Going through the data below, copy out each line where the word "measured" shows up.

***** Input material

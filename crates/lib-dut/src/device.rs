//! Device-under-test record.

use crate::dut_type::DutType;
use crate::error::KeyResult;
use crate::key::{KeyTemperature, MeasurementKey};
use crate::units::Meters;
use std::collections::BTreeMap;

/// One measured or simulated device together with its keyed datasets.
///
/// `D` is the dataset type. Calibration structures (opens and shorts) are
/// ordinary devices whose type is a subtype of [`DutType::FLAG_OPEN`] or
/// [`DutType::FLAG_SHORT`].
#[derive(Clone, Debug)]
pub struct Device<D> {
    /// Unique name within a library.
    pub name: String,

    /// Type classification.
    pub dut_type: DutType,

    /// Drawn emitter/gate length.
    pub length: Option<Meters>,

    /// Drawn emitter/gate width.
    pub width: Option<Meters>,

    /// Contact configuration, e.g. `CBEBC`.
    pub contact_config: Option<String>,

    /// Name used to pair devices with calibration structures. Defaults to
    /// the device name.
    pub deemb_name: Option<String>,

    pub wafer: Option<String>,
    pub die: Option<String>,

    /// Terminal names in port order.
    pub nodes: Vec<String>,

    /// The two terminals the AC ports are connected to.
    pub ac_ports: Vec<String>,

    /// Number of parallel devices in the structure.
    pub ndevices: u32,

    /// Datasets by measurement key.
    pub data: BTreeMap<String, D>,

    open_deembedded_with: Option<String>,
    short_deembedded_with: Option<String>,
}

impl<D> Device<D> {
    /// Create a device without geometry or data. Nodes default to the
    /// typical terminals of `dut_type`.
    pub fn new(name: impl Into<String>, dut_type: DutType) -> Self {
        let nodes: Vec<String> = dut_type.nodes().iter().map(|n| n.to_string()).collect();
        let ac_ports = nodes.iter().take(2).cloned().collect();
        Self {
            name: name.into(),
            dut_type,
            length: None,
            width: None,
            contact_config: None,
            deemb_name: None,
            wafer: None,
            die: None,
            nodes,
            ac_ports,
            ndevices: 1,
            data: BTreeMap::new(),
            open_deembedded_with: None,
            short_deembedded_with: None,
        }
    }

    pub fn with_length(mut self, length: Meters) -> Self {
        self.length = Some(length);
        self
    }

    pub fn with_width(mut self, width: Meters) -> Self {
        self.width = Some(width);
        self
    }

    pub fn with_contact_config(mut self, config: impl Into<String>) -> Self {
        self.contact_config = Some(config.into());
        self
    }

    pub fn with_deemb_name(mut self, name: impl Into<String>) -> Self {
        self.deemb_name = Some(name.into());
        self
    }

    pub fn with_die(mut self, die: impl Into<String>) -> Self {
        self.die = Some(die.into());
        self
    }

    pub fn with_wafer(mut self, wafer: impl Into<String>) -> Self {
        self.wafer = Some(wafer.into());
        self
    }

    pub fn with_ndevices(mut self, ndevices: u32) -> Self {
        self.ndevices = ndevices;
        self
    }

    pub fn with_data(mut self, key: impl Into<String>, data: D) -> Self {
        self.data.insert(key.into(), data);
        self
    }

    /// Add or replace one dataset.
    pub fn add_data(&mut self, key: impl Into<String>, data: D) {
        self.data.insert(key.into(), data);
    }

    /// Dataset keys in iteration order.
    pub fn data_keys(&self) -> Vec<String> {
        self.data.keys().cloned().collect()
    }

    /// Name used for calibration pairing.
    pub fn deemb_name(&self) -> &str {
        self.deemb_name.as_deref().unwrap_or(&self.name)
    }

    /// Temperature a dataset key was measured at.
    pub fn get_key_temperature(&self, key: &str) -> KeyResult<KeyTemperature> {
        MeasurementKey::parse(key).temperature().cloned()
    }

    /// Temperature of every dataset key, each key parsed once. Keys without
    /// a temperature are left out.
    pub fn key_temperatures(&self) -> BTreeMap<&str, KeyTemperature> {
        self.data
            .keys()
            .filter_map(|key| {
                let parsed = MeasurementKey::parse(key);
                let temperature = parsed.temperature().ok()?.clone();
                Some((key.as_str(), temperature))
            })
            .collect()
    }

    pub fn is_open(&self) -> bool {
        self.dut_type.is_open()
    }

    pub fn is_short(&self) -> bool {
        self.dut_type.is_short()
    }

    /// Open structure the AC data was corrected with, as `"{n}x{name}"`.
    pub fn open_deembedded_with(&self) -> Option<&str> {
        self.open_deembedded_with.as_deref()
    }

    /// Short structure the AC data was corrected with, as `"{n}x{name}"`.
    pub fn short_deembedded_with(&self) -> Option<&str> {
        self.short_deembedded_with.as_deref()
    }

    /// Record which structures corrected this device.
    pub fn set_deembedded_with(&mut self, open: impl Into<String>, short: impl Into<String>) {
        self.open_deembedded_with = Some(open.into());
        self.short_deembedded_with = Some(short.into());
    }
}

**********
***** Input material

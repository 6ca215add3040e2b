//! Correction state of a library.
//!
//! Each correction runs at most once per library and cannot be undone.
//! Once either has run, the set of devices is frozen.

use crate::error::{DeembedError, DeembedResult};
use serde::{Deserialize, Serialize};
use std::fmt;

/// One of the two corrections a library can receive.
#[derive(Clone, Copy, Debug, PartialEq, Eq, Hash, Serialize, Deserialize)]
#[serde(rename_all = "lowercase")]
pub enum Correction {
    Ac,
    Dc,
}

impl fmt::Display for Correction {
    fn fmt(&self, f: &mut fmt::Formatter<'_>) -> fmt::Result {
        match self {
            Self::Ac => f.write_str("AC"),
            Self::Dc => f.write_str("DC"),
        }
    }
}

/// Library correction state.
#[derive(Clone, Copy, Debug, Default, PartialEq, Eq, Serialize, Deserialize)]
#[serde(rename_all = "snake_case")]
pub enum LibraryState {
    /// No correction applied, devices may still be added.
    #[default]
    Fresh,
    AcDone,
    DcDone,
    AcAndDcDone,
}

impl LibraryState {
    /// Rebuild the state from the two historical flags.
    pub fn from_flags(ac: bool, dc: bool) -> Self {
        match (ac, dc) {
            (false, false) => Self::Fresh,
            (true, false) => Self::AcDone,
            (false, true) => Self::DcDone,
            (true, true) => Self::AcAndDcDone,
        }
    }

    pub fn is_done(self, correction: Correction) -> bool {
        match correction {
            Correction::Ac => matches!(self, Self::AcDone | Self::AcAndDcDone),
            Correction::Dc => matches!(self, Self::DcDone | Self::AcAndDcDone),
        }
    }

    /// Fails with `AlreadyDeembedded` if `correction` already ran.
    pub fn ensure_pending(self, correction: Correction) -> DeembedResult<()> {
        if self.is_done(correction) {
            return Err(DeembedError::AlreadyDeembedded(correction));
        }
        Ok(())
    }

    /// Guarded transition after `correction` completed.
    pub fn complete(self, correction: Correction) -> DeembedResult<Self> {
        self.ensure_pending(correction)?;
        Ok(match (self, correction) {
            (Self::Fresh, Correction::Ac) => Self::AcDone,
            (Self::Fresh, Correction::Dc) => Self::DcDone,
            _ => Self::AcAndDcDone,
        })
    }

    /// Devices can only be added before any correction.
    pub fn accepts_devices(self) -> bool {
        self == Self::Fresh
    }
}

**********

Solution –
/// One measured or simulated device together with its keyed datasets.
    /// Temperature a dataset key was measured at.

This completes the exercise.